When water is boiling, place whole crab legs in pot (they easily bend at the joint). Depending on the size of the legs, we can usually fit 5-7 in the pot.
Don’t place crab directly into the water! Boiling this type of crab is not ideal, so ensure it’s above water. Continue boiling, and cover with lid. Let steam for 6-7 min. Remove from steamer, and enjoy! Easy, right?
BREAKING DOWN CRAB LEGS
When attacking a whole crab leg, the best way to start is to break the leg down at the joints. Once steamed, you should easily be able to do this with your hands.
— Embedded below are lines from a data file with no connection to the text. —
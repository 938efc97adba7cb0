//! Unified error types for the health service.

use thiserror::Error;

use crate::store::Collection;

/// Unified error type for the health service.
#[derive(Error, Debug)]
pub enum ServiceError {
    /// Configuration loading error.
    #[error("configuration error: {0}")]
    Config(#[from] envy::Error),

    /// Report answers or identifiers could not be interpreted.
    #[error("malformed input: {0}")]
    MalformedInput(String),

    /// Lookup returned no rows.
    #[error("{entity} {id} not found")]
    NotFound {
        /// Kind of entity looked up.
        entity: &'static str,
        /// Identifier that was looked up.
        id: String,
    },

    /// The athlete status update was rejected; no report was stored.
    #[error("failed to update status for athlete {athlete_id}: {source}")]
    StatusUpdateFailed {
        /// Athlete whose status could not be written.
        athlete_id: String,
        /// Underlying store failure.
        #[source]
        source: StoreError,
    },

    /// The status update succeeded but the report insert failed.
    ///
    /// The status change is left in place.
    #[error("status updated for athlete {athlete_id} but report insert failed: {source}")]
    ReportInsertFailed {
        /// Athlete whose report was lost.
        athlete_id: String,
        /// Underlying store failure.
        #[source]
        source: StoreError,
    },

    /// Any other persistence failure.
    #[error("persistence error: {0}")]
    Persistence(#[from] StoreError),

    /// IO error.
    #[error("io error: {0}")]
    Io(#[from] std::io::Error),
}

impl ServiceError {
    /// Shorthand for a [`ServiceError::NotFound`].
    pub fn not_found(entity: &'static str, id: impl Into<String>) -> Self {
        Self::NotFound {
            entity,
            id: id.into(),
        }
    }

    /// Whether the failure came from the persistence collaborator.
    pub fn is_persistence(&self) -> bool {
        matches!(
            self,
            Self::StatusUpdateFailed { .. } | Self::ReportInsertFailed { .. } | Self::Persistence(_)
        )
    }
}

/// Persistence collaborator errors.
#[derive(Error, Debug)]
pub enum StoreError {
    /// HTTP request failed.
    #[error("http request failed: {0}")]
    Http(#[from] reqwest::Error),

    /// The backend answered with a non-success status.
    #[error("{collection} request rejected with HTTP {status}: {body}")]
    Rejected {
        /// Collection the request targeted.
        collection: Collection,
        /// HTTP status code.
        status: u16,
        /// Response body, as returned.
        body: String,
    },

    /// Response or record could not be decoded.
    #[error("failed to parse store response: {0}")]
    Parse(String),

    /// Base URL could not be joined with a collection path.
    #[error("invalid store url: {0}")]
    InvalidUrl(#[from] url::ParseError),

    /// Store refused to serve the request.
    #[error("store unavailable: {0}")]
    Unavailable(String),
}

/// Convenient Result type alias.
pub type Result<T> = std::result::Result<T, ServiceError>;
Beware, even cooked crabs fight back with their sharp edges along the legs.
Grab both sides, and simply break it. While pulling the two pieces apart, you should be able to remove the tendons whole from the main thigh and lower leg. If they don’t come out, just be aware they are there.
Sometimes the meat comes right out of the shell as you separate the joints and pull the legs apart. If that happens, just pull it off the tendons.
To deal with intact sections, at home we use sharp scissors to cut up the legs, and even claws as it’s easier for the kids, but if you have crab crackers (or the redneck way of pliers), feel free to use them to help save your hands!
I’ve never taken scissors to a restaurant…I wonder if that would be kosher. Of course, now that you can cook crab legs at home for 1/3 the cost, I actually don’t order them anymore!
When it comes to claws, break them away from the other sections like you did the legs. If you have a cocktail fork, these smaller sections are a great place to use it on to get all the meat out without necessarily cracking them.
For the claw itself, crack open if you have a cracker. Or, bend claw pincer backwards and remove section. Once again, there is a tendon. Then you can use your scissors to get to the claw meat.
The knuckles are the large sections of meat, shell, etc. that are at the top of the crab. This section was part of the crab body itself. Many people will just skip this part of the crab as if good crab meat is going to taste fishy, it’s this part that will likely be the culprit.
I’m not one to waste crab, so if I’m not going to make a stock with it, I will use my fingers to dig it out, removing undesirable parts, or use a cocktail fork. I usually find it’s quite delicious!
Finally! You have all this delectable crab meat out, ready to enjoy. One final note: in some cases there is a white film like substance on parts of the legs. I personally remove this. Then enjoy!
Cooking King Crab legs is so easy and makes the perfect “splurge” meal for holidays, big games, or maybe just an intimate dinner. I encourage you to try it at home…you too, may never order crab in a restaurant again!